*Problem description*
Work out the number of lines that hold "CliError" in the listing, and give that number with no other text.

========

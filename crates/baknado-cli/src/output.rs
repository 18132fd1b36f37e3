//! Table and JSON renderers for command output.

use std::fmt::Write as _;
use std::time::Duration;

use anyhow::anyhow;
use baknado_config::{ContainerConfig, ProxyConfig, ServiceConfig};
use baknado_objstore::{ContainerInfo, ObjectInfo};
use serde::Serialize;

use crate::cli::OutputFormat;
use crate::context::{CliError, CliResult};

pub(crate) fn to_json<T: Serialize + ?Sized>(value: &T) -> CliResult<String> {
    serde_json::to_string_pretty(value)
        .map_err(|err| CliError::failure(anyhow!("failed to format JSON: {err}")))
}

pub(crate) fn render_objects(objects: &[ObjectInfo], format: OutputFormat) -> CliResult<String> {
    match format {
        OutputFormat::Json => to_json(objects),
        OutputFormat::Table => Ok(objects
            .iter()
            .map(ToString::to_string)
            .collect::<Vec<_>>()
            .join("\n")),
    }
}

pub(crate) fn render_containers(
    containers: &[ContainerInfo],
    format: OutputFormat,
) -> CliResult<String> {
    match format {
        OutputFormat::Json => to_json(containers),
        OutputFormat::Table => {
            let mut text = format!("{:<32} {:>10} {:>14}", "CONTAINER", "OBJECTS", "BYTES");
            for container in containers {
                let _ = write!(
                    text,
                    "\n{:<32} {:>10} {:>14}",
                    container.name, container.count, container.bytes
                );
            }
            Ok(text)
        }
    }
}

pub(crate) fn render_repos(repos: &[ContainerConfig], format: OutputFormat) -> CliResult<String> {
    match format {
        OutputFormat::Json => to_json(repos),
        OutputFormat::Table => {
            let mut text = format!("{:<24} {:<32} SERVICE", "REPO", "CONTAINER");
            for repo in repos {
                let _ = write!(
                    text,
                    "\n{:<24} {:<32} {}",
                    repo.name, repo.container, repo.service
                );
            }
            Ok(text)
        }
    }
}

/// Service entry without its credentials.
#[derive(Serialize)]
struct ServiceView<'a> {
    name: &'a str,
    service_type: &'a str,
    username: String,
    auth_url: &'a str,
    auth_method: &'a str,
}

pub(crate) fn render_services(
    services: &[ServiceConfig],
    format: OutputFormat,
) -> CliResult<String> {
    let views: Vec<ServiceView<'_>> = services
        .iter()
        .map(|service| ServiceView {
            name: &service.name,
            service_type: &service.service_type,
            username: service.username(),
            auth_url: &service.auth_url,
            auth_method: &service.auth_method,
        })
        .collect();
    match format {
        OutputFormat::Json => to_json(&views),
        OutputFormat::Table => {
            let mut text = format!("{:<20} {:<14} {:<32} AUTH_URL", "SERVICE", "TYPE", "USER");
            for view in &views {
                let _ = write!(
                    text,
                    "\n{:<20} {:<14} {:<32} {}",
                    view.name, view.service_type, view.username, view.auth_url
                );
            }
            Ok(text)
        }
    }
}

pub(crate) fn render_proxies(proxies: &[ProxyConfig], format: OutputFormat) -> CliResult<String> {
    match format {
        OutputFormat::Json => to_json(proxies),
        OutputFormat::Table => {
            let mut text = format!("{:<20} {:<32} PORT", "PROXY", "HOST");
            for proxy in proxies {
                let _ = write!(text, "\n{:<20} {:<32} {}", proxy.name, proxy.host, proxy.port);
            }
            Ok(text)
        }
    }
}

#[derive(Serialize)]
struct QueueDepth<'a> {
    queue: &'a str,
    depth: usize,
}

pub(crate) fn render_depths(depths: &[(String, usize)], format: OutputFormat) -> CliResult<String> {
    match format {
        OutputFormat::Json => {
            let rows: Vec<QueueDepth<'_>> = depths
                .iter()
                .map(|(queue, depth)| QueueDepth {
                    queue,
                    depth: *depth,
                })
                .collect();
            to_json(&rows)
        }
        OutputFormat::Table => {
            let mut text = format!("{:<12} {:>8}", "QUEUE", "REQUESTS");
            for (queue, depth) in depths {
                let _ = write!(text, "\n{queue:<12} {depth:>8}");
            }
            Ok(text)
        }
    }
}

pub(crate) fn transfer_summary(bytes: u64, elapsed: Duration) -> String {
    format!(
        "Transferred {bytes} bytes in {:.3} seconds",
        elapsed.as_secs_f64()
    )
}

========

*Answer box*
2